В тот же день, немного позже, Генрих VII велел вызвать Иоанна и Елизавету для церемонии бракосочетания. Провел ее архиепископ Кельнский. Однако, несмотря на нетерпение Иоанна, в ту же ночь осуществления брака еще не произошло. Обоих супругов развели по разным комнатам, потому что наутро еще предстояли другие церемонии.
Капеллан молодой королевы, придя этим утром в ее апартаменты, не сразу ее увидел. Елизавета была в руках портних и парикмахерш. Когда она вышла из своей комнаты, по сторонам от нее шли бабушка и мать Иоанна — Беатриса д'Авен и Маргарита Брабантская. Одета она была в простое и красивое платье французского покроя, распущенные волосы струились из-под короны по плечам. Иоанн и Елизавета отправились в собор слушать мессу Святого Духа, которую служил Петр Аспельтский. После Евангелия они рядом преклонили колени у подножия алтаря и получили архиепископское благословение.

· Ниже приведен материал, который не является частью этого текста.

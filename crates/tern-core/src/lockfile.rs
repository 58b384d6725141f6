use miette::Diagnostic;
use serde::{Deserialize, Serialize};
use std::collections::BTreeMap;
use std::path::Path;
use thiserror::Error;

use crate::marker::MarkerTree;
use crate::requirement::{Requirement, RequirementRoot};
use crate::solution::{DependencyRef, ResolvedPackage, Solution};
use crate::specifier::VersionSpecifiers;

/// Lockfile name inside a project root.
pub const LOCKFILE_NAME: &str = "tern.lock";

/// Schema version written by this release. Older files are readable; newer
/// ones are rejected.
pub const FORMAT_VERSION: u32 = 1;

const HEADER: &str = "# This file is generated by tern. Do not edit it by hand.\n";

/// A persisted lockfile that could not be trusted.
#[derive(Debug, Error, Diagnostic)]
pub enum LockfileError {
    #[error("no lockfile at {path}")]
    #[diagnostic(help("Resolve the project without --frozen to create one"))]
    Missing { path: String },

    #[error("lockfile is corrupt: {message}")]
    #[diagnostic(help("Delete the lockfile and resolve again"))]
    Parse { message: String },

    #[error("lockfile format version {found} is not supported (this build reads up to {supported})")]
    #[diagnostic(help("Upgrade tern, or re-lock with this version"))]
    UnsupportedVersion { found: i64, supported: u32 },

    #[error("lockfile is stale: project requirements changed since it was written")]
    #[diagnostic(help("Re-lock the project, or drop --frozen to re-resolve automatically"))]
    Stale { expected: String, found: String },

    #[error("failed to serialize lockfile: {message}")]
    Encode { message: String },

    #[error("lockfile I/O error at {path}: {source}")]
    Io {
        path: String,
        #[source]
        source: std::io::Error,
    },
}

/// A [`Solution`] plus the metadata needed to decide whether it may be
/// trusted.
#[derive(Debug, Clone, PartialEq, Eq)]
pub struct Lockfile {
    pub format_version: u32,
    pub requirement_hash: String,
    pub solution: Solution,
}

/// On-disk layout. Field order here is the order written to disk.
#[derive(Serialize, Deserialize)]
#[serde(rename_all = "kebab-case")]
struct LockfileDocument {
    format_version: u32,
    requirement_hash: String,
    #[serde(default, skip_serializing_if = "Vec::is_empty")]
    regions: Vec<MarkerTree>,
    #[serde(default, skip_serializing_if = "BTreeMap::is_empty")]
    roots: BTreeMap<RequirementRoot, Vec<DependencyRef>>,
    #[serde(default, rename = "package", skip_serializing_if = "Vec::is_empty")]
    packages: Vec<ResolvedPackage>,
}

impl Lockfile {
    pub fn new(requirement_hash: String, solution: Solution) -> Self {
        Self {
            format_version: FORMAT_VERSION,
            requirement_hash,
            solution,
        }
    }

    /// Render as TOML in canonical order. Identical solutions always render
    /// to identical bytes.
    pub fn serialize(&self) -> Result<String, LockfileError> {
        let mut solution = self.solution.clone();
        solution.canonicalize();
        let doc = LockfileDocument {
            format_version: self.format_version,
            requirement_hash: self.requirement_hash.clone(),
            regions: solution.regions,
            roots: solution.roots,
            packages: solution.packages,
        };
        let body = toml::to_string(&doc).map_err(|e| LockfileError::Encode {
            message: e.to_string(),
        })?;
        Ok(format!("{HEADER}{body}"))
    }

    /// Parse lockfile text. Every version, marker and reference is
    /// validated; nothing is partially trusted.
    pub fn deserialize(text: &str) -> Result<Self, LockfileError> {
        let table: toml::Table = toml::from_str(text).map_err(|e| LockfileError::Parse {
            message: e.to_string(),
        })?;
        let found = table
            .get("format-version")
            .and_then(toml::Value::as_integer)
            .ok_or_else(|| LockfileError::Parse {
                message: "missing integer `format-version`".to_string(),
            })?;
        if found < 1 || found > i64::from(FORMAT_VERSION) {
            return Err(LockfileError::UnsupportedVersion {
                found,
                supported: FORMAT_VERSION,
            });
        }
        let doc: LockfileDocument =
            toml::Value::Table(table)
                .try_into()
                .map_err(|e: toml::de::Error| LockfileError::Parse {
                    message: e.to_string(),
                })?;
        Ok(Self {
            format_version: doc.format_version,
            requirement_hash: doc.requirement_hash,
            solution: Solution {
                regions: doc.regions,
                roots: doc.roots,
                packages: doc.packages,
            },
        })
    }

    pub fn load(path: &Path) -> Result<Self, LockfileError> {
        let text = match std::fs::read_to_string(path) {
            Ok(text) => text,
            Err(e) if e.kind() == std::io::ErrorKind::NotFound => {
                return Err(LockfileError::Missing {
                    path: path.display().to_string(),
                })
            }
            Err(source) => {
                return Err(LockfileError::Io {
                    path: path.display().to_string(),
                    source,
                })
            }
        };
        let lockfile = Self::deserialize(&text)?;
        tracing::debug!(
            path = %path.display(),
            packages = lockfile.solution.packages.len(),
            "loaded lockfile"
        );
        Ok(lockfile)
    }

    /// Write atomically: readers see the old file or the new one, never a
    /// mix.
    pub fn write(&self, path: &Path) -> Result<(), LockfileError> {
        let text = self.serialize()?;
        tern_util::fs::atomic_write(path, text.as_bytes()).map_err(|source| {
            LockfileError::Io {
                path: path.display().to_string(),
                source,
            }
        })?;
        tracing::info!(path = %path.display(), "wrote lockfile");
        Ok(())
    }

    /// Fail with [`LockfileError::Stale`] unless the lockfile was produced
    /// from requirements hashing to `expected`.
    pub fn check_fresh(&self, expected: &str) -> Result<(), LockfileError> {
        if self.requirement_hash == expected {
            Ok(())
        } else {
            tracing::debug!(
                locked = %self.requirement_hash,
                current = %expected,
                "lockfile requirement hash mismatch"
            );
            Err(LockfileError::Stale {
                expected: expected.to_string(),
                found: self.requirement_hash.clone(),
            })
        }
    }
}

/// Content hash of the resolution inputs, used only to detect staleness.
///
/// Order of the inputs does not matter.
pub fn requirement_hash(
    declarations: &[Requirement],
    constraints: &[Requirement],
    overrides: &[Requirement],
    requires_python: &VersionSpecifiers,
) -> String {
    let mut lines: Vec<String> = declarations
        .iter()
        .map(|r| format!("root {} {r}", r.origin))
        .chain(constraints.iter().map(|r| format!("constraint {r}")))
        .chain(overrides.iter().map(|r| format!("override {r}")))
        .collect();
    if !requires_python.is_any() {
        lines.push(format!("requires-python {requires_python}"));
    }
    lines.sort();
    lines.dedup();
    tern_util::hash::sha256_lines(lines)
}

Дальше был пир, едва не закончившийся форменной битвой между архиепископами Кельнским и Майнцским, которые оба притязали на право сидеть по правую руку от императора; потом — конные поединки, турниры, всевозможные игры. Однако нам неизвестно, в какой момент новобрачные, утомленные церемониями и желавшие уединиться, покинули высшее общество.
Те, кому посчастливилось видеть в те дни эту пару, не умолчали о том, как хорошо выглядели оба супруга: Иоанн, голубоглазый блондин с розовой свежей кожей, совсем юный с виду и элегантно одетый, смотрелся весьма привлекательно; не менее грациозной и миловидной была Елизавета. Эта чета казалась бы безупречной, если бы не тревожащая разница в возрасте — четыре с половиной года. Иоанн не всегда будет испытывать к жене те же чувства, с какими он ее встретил в Шпейере. К возрастной разнице добавлялась разница в воспитании: Иоанн вырос в довольно свободной атмосфере западноевропейских дворов, а его жену обучали монахи. Зато в политике Елизавета, с детства жившая среди внутренних распрей, непрестанно терзавших Чехию после смерти Вацлава, среди заговоров, убийств и неудачных переворотов, разбиралась лучше мужа, знавшего о жизни лишь то, что может о ней знать четырнадцатилетний мальчик.
Силу Габсбургов и Виттельсбахов определяла их возможность получить в своих наследственных доменах достаточно войск, чтобы защищаться от врагов. Генриху VII было труднее. Графство Люксембург обладало ограниченными людскими ресурсами, и тем не менее императору надо было набрать три отдельных армии — одну для действий против графа Вюртембергского, другую для Италии и, наконец, третью, которая вдруг потребовалась для изгнания из Чехии ее низложенного короля Генриха Каринтийского.
Этот поход не станет легкой прогулкой, которую чехи обещали императору в случае, если он не замедлит двинуть войска. Генрих VII, не согласившийся сразу же расстаться с Иоанном и его женой, дал Генриху Каринтийскому время подготовить план обороны. Император не был скор на решения: там, где его сын, войдя в возраст полководца, без промедлений приступил бы к действиям, более доверяя быстроте и внезапности, чем приготовлениям, хоть бы и самым тщательным, Генрих VII не спешил, предпочитая действовать лишь после того, как в игру вступят все козыри; такая тактика отсрочивала победу.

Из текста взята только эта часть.